* Task brief *
Copy every line of the entries that includes the word "without".

[Saved data entries]
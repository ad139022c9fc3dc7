//! Sorting items by order key

use std::cmp::Ordering;

use super::compare::compare_keys;
use super::key::OrderKey;

/// The digits embedded in an identifier, read as one non-negative integer
///
/// `TASK-12` reads as 12 and an identifier without digits reads as 0. Digits
/// are kept as text so arbitrarily long runs compare exactly.
#[derive(Debug, Clone, PartialEq, Eq)]
struct IdNumber(String);

impl IdNumber {
    fn extract(id: &str) -> Self {
        let digits: String = id.chars().filter(char::is_ascii_digit).collect();
        Self(digits.trim_start_matches('0').to_string())
    }
}

impl Ord for IdNumber {
    fn cmp(&self, other: &Self) -> Ordering {
        self.0
            .len()
            .cmp(&other.0.len())
            .then_with(|| self.0.cmp(&other.0))
    }
}

impl PartialOrd for IdNumber {
    fn partial_cmp(&self, other: &Self) -> Option<Ordering> {
        Some(self.cmp(other))
    }
}

/// Sorts items by order key, breaking ties by the number in their identifier
///
/// Items without a key come last. Items with equal keys and equal identifier
/// numbers keep their input order. Pass `slice.iter()` to sort references
/// and leave the original collection untouched.
///
/// ```
/// use task_memory::order::{sort_by_order, OrderKey};
///
/// let tasks = vec![
///     ("TASK-2", Some(OrderKey::top(1))),
///     ("TASK-1", None),
///     ("TASK-3", "1-1".parse().ok()),
/// ];
/// let sorted = sort_by_order(tasks.iter(), |t| t.1.as_ref(), |t| t.0);
/// let ids: Vec<_> = sorted.iter().map(|t| t.0).collect();
/// assert_eq!(ids, ["TASK-2", "TASK-3", "TASK-1"]);
/// ```
pub fn sort_by_order<T, It, K, I, S>(items: It, key_of: K, id_of: I) -> Vec<T>
where
    It: IntoIterator<Item = T>,
    K: Fn(&T) -> Option<&OrderKey>,
    I: Fn(&T) -> S,
    S: AsRef<str>,
{
    let mut decorated: Vec<(IdNumber, T)> = items
        .into_iter()
        .map(|item| (IdNumber::extract(id_of(&item).as_ref()), item))
        .collect();

    // `sort_by` is stable
    decorated.sort_by(|(a_id, a), (b_id, b)| {
        compare_keys(key_of(a), key_of(b)).then_with(|| a_id.cmp(b_id))
    });

    decorated.into_iter().map(|(_, item)| item).collect()
}
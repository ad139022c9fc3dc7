//! Domain models for task memory
//!
//! Tasks, reviews, their identifiers, and the in-memory boards that hold
//! them. The task board keeps order keys canonical. No I/O happens here.

mod board;
mod id;
mod review;
mod task;

pub use board::{BoardError, ListFilter, NewTask, TaskBoard, TaskEdit};
pub use id::{IdError, ReviewId, TaskId, REVIEW_PREFIX, TASK_PREFIX};
pub use review::{Review, ReviewBoard, ReviewError, ReviewStatus};
pub use task::{StatusError, Task, TaskBody, TaskFiles, TaskStatus};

* Solution for this task *
/// `TASK-12` reads as 12 and an identifier without digits reads as 0. Digits
/// Items without a key come last. Items with equal keys and equal identifier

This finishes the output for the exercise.